WHAT IS EXPECTED
For the word "named", find each line in the entries where it occurs and copy that line.

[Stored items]

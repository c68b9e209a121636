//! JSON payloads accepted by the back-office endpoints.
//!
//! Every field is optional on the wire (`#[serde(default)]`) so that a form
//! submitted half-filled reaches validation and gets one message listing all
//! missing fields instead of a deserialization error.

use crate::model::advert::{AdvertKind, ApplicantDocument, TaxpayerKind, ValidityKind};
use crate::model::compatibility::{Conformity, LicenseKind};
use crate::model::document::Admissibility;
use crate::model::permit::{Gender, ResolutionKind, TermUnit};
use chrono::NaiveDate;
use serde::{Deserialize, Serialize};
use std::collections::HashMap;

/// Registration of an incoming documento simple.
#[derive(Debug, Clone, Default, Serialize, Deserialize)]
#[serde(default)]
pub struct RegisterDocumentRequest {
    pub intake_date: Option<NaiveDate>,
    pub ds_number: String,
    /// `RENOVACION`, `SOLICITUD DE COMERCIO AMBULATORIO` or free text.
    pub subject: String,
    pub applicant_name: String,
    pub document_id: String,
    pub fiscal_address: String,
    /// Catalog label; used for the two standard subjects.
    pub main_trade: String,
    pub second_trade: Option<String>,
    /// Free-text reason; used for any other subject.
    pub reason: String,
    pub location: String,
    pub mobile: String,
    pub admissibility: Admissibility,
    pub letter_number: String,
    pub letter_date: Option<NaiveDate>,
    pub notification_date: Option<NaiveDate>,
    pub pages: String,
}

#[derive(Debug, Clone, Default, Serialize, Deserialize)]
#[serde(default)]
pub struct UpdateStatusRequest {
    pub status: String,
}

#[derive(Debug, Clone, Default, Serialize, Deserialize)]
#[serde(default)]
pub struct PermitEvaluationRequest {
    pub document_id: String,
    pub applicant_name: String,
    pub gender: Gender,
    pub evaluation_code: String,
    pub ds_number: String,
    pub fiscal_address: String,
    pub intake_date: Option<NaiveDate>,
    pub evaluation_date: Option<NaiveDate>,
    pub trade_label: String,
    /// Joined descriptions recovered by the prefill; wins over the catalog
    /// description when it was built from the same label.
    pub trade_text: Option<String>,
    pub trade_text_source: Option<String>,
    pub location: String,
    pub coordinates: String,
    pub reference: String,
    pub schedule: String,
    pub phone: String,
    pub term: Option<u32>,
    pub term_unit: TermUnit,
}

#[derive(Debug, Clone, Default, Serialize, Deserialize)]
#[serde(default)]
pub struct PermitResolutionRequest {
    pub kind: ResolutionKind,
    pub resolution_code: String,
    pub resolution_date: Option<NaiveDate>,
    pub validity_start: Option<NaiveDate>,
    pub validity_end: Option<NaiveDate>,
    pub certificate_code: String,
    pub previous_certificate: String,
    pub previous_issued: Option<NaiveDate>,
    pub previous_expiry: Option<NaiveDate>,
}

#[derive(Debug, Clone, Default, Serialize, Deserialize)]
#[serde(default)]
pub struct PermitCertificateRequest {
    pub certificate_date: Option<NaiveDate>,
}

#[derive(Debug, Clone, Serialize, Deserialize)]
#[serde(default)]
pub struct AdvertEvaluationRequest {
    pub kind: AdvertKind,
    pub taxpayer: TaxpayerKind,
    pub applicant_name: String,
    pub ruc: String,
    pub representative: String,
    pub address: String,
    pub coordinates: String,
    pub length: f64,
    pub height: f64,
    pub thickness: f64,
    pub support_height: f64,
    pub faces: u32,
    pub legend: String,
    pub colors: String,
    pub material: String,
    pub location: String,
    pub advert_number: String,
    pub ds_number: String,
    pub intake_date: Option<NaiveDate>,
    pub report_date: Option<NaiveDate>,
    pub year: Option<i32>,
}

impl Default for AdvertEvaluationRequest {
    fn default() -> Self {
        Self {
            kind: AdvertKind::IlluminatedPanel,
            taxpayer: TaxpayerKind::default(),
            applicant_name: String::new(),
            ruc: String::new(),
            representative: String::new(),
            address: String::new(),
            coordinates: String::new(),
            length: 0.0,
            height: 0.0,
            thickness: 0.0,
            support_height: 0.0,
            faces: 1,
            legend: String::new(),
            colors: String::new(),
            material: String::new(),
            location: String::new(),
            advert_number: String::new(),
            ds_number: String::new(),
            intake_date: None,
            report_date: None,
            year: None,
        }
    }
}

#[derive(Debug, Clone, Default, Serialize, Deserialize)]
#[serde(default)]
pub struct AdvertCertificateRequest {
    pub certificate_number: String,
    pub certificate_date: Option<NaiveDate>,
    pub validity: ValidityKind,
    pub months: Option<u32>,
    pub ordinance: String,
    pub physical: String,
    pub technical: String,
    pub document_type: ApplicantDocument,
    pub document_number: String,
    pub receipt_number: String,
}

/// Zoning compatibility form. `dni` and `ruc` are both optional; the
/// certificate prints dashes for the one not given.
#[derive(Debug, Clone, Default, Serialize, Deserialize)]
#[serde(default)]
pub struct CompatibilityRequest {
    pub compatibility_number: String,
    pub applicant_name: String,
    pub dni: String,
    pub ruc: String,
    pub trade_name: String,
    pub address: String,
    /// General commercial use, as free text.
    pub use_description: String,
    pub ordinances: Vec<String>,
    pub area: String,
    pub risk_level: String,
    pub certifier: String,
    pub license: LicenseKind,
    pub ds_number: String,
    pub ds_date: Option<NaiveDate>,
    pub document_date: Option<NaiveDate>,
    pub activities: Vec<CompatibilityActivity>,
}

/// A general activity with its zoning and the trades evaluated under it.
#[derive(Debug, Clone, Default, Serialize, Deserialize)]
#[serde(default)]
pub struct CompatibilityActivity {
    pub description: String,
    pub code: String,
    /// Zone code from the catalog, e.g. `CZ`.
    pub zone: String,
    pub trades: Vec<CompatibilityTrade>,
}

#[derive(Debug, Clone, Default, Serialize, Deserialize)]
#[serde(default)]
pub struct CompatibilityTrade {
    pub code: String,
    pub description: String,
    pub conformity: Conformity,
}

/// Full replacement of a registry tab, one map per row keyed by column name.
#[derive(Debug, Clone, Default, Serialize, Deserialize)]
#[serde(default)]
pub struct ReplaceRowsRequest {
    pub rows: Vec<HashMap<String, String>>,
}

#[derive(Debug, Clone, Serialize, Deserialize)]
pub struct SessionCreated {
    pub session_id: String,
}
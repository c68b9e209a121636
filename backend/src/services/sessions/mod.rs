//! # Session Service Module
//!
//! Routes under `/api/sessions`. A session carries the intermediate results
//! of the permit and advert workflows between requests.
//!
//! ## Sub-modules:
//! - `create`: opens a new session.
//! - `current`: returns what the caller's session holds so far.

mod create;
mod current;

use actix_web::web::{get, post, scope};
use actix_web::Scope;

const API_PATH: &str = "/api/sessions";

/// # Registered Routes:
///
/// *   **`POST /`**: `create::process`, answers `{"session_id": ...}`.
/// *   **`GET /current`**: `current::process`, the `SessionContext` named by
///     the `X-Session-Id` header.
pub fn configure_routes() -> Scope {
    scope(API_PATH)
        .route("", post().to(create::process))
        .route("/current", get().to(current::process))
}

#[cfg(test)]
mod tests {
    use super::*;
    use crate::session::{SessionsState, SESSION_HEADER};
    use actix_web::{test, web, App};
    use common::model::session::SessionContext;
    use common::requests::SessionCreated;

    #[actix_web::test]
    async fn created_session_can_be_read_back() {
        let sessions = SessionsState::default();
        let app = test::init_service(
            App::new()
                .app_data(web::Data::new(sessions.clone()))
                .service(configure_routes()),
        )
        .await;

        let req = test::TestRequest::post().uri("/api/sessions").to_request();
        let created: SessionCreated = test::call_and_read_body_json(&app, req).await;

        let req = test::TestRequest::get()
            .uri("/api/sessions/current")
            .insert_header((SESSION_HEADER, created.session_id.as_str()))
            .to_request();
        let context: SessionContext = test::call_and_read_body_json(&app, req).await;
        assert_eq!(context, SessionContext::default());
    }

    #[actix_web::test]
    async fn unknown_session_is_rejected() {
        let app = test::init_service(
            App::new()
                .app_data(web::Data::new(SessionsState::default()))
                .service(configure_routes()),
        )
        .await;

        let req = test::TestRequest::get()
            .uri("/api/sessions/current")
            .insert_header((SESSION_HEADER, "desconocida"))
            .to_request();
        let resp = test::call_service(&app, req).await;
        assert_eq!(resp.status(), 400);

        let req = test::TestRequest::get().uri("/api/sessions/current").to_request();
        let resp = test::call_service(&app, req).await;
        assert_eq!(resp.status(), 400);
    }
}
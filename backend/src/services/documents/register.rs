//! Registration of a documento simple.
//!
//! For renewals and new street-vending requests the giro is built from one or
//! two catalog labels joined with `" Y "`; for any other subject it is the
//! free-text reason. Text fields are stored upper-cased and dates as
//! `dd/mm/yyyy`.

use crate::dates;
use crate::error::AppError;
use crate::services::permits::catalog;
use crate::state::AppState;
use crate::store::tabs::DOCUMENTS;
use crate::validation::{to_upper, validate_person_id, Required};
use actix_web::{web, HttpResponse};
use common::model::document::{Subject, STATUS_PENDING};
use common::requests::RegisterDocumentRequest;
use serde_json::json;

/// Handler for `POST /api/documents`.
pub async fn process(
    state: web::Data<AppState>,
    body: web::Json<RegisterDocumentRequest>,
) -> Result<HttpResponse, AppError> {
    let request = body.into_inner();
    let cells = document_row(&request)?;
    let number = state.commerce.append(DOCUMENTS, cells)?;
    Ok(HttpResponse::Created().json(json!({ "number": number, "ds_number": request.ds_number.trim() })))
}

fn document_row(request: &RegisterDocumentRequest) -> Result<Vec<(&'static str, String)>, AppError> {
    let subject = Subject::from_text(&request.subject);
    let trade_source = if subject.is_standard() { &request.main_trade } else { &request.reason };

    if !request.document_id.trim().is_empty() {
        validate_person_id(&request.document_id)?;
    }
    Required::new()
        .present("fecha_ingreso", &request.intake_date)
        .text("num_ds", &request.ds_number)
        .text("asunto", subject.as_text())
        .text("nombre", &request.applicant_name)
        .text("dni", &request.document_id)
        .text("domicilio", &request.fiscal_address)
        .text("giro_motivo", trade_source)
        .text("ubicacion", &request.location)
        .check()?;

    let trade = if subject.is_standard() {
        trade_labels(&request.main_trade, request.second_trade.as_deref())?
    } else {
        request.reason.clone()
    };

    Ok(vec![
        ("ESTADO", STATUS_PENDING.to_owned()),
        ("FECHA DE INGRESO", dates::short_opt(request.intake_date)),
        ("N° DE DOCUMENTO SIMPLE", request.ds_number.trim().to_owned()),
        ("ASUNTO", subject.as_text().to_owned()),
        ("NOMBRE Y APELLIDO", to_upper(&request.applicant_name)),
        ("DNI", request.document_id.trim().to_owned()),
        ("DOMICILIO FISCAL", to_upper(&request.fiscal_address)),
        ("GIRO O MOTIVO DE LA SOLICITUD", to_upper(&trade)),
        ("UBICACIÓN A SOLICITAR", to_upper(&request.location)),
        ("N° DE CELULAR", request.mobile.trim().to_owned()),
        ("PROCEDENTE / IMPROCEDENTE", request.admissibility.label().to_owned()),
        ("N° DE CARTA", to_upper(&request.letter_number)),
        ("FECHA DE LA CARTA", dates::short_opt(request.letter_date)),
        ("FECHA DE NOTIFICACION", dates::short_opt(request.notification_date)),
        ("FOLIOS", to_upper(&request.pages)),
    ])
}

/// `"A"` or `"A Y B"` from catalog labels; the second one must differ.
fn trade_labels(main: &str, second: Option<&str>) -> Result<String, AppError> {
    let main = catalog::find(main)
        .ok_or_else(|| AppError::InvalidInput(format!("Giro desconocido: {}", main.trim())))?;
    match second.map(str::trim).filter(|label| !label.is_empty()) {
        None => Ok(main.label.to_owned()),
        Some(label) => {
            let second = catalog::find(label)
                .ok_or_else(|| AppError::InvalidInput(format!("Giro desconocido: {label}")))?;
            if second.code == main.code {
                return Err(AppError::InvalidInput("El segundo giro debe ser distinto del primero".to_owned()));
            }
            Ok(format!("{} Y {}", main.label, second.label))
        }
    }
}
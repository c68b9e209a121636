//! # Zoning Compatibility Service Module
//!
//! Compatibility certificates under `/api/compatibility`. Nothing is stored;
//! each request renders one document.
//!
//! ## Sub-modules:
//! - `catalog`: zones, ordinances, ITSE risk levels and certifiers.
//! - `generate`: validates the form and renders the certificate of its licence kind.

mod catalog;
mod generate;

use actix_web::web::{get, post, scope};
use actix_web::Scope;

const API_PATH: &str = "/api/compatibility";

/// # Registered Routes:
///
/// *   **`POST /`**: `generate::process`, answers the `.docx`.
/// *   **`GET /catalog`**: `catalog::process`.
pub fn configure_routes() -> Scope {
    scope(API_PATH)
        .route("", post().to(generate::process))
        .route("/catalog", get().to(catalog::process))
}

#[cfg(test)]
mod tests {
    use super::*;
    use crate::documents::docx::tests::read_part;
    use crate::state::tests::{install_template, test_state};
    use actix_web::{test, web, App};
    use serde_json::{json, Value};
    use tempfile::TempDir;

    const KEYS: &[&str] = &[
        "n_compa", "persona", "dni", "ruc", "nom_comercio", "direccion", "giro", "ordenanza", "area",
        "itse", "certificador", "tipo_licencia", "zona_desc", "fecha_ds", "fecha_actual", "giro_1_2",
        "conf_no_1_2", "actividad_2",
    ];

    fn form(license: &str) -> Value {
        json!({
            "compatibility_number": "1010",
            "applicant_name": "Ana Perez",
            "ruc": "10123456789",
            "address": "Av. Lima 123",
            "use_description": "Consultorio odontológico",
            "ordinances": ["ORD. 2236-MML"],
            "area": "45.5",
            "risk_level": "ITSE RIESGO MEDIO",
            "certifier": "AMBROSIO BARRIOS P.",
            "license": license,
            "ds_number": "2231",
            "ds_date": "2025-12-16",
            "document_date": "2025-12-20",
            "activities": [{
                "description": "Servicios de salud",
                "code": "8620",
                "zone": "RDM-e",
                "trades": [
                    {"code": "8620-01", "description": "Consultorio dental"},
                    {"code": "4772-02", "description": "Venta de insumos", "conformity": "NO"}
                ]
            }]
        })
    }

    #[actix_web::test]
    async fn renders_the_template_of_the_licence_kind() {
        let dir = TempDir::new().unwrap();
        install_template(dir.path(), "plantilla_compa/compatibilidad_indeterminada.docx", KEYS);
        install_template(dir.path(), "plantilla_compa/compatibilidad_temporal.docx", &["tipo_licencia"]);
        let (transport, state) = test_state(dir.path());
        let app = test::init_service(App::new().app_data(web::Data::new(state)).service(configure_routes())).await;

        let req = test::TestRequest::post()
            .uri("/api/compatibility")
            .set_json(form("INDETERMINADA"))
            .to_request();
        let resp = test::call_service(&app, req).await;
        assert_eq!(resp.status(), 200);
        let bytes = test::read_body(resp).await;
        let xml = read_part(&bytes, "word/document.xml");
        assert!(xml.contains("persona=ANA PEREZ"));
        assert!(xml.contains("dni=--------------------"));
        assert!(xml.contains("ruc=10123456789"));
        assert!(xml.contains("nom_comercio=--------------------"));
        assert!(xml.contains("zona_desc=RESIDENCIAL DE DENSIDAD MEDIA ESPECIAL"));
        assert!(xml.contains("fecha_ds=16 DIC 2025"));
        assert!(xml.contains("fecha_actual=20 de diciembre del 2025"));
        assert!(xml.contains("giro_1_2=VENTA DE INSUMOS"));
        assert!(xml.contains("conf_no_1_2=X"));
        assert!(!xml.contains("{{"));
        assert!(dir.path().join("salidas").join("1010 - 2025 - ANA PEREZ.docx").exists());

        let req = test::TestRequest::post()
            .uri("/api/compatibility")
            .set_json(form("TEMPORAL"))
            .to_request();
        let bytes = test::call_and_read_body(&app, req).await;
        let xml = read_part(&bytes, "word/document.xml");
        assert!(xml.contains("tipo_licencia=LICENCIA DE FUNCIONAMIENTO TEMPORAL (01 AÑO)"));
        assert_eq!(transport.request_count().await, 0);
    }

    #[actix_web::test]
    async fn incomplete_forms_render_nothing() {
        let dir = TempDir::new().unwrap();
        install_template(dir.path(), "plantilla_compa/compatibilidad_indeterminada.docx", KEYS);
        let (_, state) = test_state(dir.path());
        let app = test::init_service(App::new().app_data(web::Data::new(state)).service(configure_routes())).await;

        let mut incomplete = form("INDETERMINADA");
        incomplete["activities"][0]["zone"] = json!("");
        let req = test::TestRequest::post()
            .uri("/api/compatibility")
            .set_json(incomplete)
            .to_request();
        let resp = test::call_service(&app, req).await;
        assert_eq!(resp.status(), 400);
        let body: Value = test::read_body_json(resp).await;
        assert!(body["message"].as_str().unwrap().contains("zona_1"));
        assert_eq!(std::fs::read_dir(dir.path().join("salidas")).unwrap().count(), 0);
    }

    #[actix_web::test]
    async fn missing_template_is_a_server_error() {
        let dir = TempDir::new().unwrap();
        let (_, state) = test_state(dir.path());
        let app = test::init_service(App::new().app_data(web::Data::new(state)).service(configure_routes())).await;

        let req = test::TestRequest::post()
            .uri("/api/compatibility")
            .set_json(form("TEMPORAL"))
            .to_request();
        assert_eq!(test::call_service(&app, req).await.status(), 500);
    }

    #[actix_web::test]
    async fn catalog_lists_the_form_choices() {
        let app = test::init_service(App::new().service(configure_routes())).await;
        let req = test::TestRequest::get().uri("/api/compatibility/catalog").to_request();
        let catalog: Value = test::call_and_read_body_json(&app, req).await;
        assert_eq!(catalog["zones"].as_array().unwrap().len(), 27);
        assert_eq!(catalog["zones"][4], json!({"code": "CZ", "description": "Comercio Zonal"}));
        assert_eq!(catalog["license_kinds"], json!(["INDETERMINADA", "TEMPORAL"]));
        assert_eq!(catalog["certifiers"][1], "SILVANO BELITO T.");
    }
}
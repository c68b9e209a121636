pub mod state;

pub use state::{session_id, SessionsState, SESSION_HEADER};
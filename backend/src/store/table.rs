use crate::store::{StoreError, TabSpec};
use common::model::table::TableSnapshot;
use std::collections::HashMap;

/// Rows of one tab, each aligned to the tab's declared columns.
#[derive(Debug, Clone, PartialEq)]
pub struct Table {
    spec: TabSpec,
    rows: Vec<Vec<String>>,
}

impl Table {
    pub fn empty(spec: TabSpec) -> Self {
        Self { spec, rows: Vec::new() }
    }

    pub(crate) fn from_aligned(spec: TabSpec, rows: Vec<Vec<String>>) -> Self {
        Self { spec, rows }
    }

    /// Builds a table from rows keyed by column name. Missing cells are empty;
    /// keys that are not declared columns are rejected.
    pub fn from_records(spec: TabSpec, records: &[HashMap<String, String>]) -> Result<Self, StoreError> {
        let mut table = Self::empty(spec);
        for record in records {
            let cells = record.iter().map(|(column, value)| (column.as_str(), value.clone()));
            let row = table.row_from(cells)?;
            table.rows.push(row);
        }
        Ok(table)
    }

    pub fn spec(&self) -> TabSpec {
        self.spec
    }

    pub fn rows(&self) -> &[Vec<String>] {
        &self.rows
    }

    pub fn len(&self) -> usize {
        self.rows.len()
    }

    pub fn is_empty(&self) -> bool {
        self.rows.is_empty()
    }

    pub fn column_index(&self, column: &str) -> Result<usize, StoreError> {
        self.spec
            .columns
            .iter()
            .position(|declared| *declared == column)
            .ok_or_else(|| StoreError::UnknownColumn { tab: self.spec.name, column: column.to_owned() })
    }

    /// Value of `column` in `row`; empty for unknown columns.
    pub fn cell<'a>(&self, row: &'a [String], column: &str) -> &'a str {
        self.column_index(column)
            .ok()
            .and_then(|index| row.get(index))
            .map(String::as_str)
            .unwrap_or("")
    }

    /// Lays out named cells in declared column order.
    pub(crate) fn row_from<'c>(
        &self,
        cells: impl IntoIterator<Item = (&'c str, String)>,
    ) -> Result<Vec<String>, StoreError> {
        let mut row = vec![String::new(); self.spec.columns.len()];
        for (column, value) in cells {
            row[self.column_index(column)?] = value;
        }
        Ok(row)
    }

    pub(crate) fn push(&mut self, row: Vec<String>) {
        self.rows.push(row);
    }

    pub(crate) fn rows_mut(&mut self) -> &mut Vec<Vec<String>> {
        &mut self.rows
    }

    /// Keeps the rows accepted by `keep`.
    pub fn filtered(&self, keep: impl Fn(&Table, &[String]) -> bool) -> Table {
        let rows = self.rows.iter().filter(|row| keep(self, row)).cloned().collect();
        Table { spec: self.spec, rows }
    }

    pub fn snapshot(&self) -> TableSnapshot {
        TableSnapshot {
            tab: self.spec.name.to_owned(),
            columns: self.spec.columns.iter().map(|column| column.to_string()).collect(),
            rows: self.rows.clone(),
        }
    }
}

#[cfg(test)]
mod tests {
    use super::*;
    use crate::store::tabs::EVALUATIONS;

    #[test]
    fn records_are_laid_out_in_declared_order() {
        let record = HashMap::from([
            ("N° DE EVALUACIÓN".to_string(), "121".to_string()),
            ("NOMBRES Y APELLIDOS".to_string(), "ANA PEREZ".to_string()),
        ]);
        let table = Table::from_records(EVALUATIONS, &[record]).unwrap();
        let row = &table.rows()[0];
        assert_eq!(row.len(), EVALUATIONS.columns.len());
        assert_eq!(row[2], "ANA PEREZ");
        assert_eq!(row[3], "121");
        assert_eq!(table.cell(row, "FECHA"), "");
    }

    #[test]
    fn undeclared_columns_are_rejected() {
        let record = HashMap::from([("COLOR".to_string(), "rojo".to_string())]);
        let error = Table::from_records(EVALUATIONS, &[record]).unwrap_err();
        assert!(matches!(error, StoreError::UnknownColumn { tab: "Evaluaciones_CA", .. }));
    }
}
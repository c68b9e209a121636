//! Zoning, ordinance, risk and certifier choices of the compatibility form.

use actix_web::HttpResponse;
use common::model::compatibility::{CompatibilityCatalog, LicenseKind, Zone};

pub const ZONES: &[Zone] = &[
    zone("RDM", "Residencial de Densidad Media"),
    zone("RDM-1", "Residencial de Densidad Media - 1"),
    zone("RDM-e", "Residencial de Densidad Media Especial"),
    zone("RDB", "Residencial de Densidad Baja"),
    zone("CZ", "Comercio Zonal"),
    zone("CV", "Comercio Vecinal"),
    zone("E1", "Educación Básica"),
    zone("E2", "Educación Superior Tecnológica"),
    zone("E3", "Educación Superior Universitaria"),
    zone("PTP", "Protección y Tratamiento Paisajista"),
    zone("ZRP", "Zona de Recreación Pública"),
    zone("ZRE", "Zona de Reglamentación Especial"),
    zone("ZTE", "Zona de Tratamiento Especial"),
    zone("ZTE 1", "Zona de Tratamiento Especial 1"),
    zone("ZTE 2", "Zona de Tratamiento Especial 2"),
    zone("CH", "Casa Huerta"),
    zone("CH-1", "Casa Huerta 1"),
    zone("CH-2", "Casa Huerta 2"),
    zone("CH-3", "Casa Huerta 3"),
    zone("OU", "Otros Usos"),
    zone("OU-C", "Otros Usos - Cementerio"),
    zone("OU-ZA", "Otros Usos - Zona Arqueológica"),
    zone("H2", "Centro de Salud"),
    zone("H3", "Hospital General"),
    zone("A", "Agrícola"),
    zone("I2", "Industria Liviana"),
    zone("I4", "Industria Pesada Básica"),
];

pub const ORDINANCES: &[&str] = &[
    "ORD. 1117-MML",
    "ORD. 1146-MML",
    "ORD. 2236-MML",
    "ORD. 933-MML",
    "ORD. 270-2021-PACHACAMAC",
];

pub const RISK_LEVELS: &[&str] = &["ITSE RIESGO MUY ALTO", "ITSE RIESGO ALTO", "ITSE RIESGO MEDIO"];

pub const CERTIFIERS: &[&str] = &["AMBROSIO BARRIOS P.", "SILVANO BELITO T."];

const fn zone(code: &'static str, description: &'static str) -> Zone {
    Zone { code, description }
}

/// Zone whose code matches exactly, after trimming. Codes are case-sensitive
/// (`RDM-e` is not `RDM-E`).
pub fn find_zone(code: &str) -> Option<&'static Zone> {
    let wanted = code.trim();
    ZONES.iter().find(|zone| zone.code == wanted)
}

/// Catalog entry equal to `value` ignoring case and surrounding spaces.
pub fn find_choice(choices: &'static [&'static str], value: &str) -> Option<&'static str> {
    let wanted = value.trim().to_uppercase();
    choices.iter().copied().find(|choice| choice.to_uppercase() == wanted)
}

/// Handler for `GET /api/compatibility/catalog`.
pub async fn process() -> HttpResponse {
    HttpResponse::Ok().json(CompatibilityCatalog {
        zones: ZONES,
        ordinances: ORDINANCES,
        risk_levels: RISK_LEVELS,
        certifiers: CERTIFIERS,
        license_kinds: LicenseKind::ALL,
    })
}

EXERCISE RESULT
/// *   **`GET /current`**: `current::process`, the `SessionContext` named by
    /// Lays out named cells in declared column order.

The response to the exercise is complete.